The theorem relates the average in-degrees of academics (denoted, e.g., \(\mathbb {E}\left[ d(A)\right] \) for the average in-degree of an academic with information set A).Footnote 18 In particular, it relates the average in-degrees of academics with information sets A and B to that of academics with information sets \(A\sqcup B\) and \(A\sqcap B\). An academic has information set \(A\sqcup B\) if she has performed each experiment as many times as an academic with information set A or an academic with information set B, whichever is higher (whereas an academic with information set \(A\sqcap B\) takes the lower value for each experiment).Footnote 19
For example, if information set A contains twelve replications of experiment 1 and eight replications of experiment 2 and information set B contains ten replications of each experiment then \(A\sqcup B\) contains twelve replications of experiment 1 and ten replications of experiment 2 (and \(A\sqcap B\) contains ten and eight replications, respectively). Or, on the loose interpretation, if the paper represented by information set A makes a greater theoretical advance than the paper represented by information set B, but B contains valuable empirical work as well, then information set \(A\sqcup B\) indicates a paper containing as great a theoretical advance as A, and empirical work as valuable as that in B.Footnote 20
Theorem 3
(Stratified In-Degrees). Let I be an academic community satisfying Always Prefer Higher Epistemic Value and Bounded Reading Probabilities. If I is large enough, then for any two information sets A and B such that at least one academic in I has information set \(A\sqcup B\)
$$\begin{aligned} \mathbb {E}\left[ d(A\sqcup B)\right] + \mathbb {E}\left[ d(A\sqcap B)\right] \ge \mathbb {E}\left[ d(A)\right] + \mathbb {E}\left[ d(B)\right] . \end{aligned}$$
Moreover, if neither A nor B is identical to \(A\sqcup B\)
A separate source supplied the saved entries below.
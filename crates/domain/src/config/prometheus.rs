use serde::{Deserialize, Serialize};

/// The `prometheus` config section. The exporter itself lives outside
/// this crate; the chain only surfaces these values through stage
/// configuration output and feeds the stats registry.
#[derive(Debug, Clone, Deserialize, Serialize)]
pub struct PrometheusConfig {
    #[serde(default)]
    pub enable: bool,

    #[serde(default = "default_port")]
    pub port: u16,

    #[serde(default = "default_path")]
    pub path: String,
}

impl Default for PrometheusConfig {
    fn default() -> Self {
        Self {
            enable: false,
            port: default_port(),
            path: default_path(),
        }
    }
}

fn default_port() -> u16 {
    4000
}

fn default_path() -> String {
    "/metrics".to_string()
}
Footnote 21 and \(\mathbb {E}\left[ d(A\sqcup B)\right] > 0\) then the above inequality can be strengthened to
$$\begin{aligned} \mathbb {E}\left[ d(A\sqcup B)\right] > \mathbb {E}\left[ d(A)\right] + \mathbb {E}\left[ d(B)\right] . \end{aligned}$$
What the theorem says is that if the set of academics is sufficiently large, the number of times a given paper is read increases rapidly—on average, faster than linearly—in the epistemic value of the information set. See Heesen (2016, Sect. 2.5) for a proof.
What do I mean by “faster than linearly”? The following corollary makes this more precise.Footnote 22 Suppose that (part of) the academic community only performs replications of some subset E of the experiments (where E contains at least two experiments).
Let \(A_E(n)\) denote an information set containing n replications of each of the experiments in E (and nothing else). Let \({\hat{n}}\) be the highest value of n such that at least one academic in I has information set \(A_E(n)\). Say that I is dense in E if for each combination of number of replications of the experiments in E some academic has performed exactly that number of replications.Footnote 23 The corollary (proven in Heesen 2016, Sect. 2.6) shows that in dense communities the average number of times a paper is read increases exponentially in n.
Corollary 1
(Exponential In-Degrees). Let I be an academic community satisfying Always Prefer Higher Epistemic Value and Bounded Reading Probabilities. Let E be a subset of the experiments (\(\left| E\right| \ge 2\)) and suppose that I is dense in E. If I is large enough, then for all n (with \(1 \le n \le {\hat{n}}\)),
$$\begin{aligned} \mathbb {E}\left[ d(A_E(n))\right] \ge 2^{(n-1)(|E|-1)}\mathbb {E}\left[ d(A_E(1))\right] . \end{aligned}$$
The theorem and its corollary show that the pattern of stratification in my model reflects the pattern that can be seen in empirical metrics of stratification, e.g., using citation metrics. That is, most papers have few citations, while a rare few have a great number of citations (Price 1965; Redner 1998). This pattern is seen to arise from academics’ preference for papers of high epistemic value. Thus this preference can be viewed as a sufficient condition for these patterns to arise.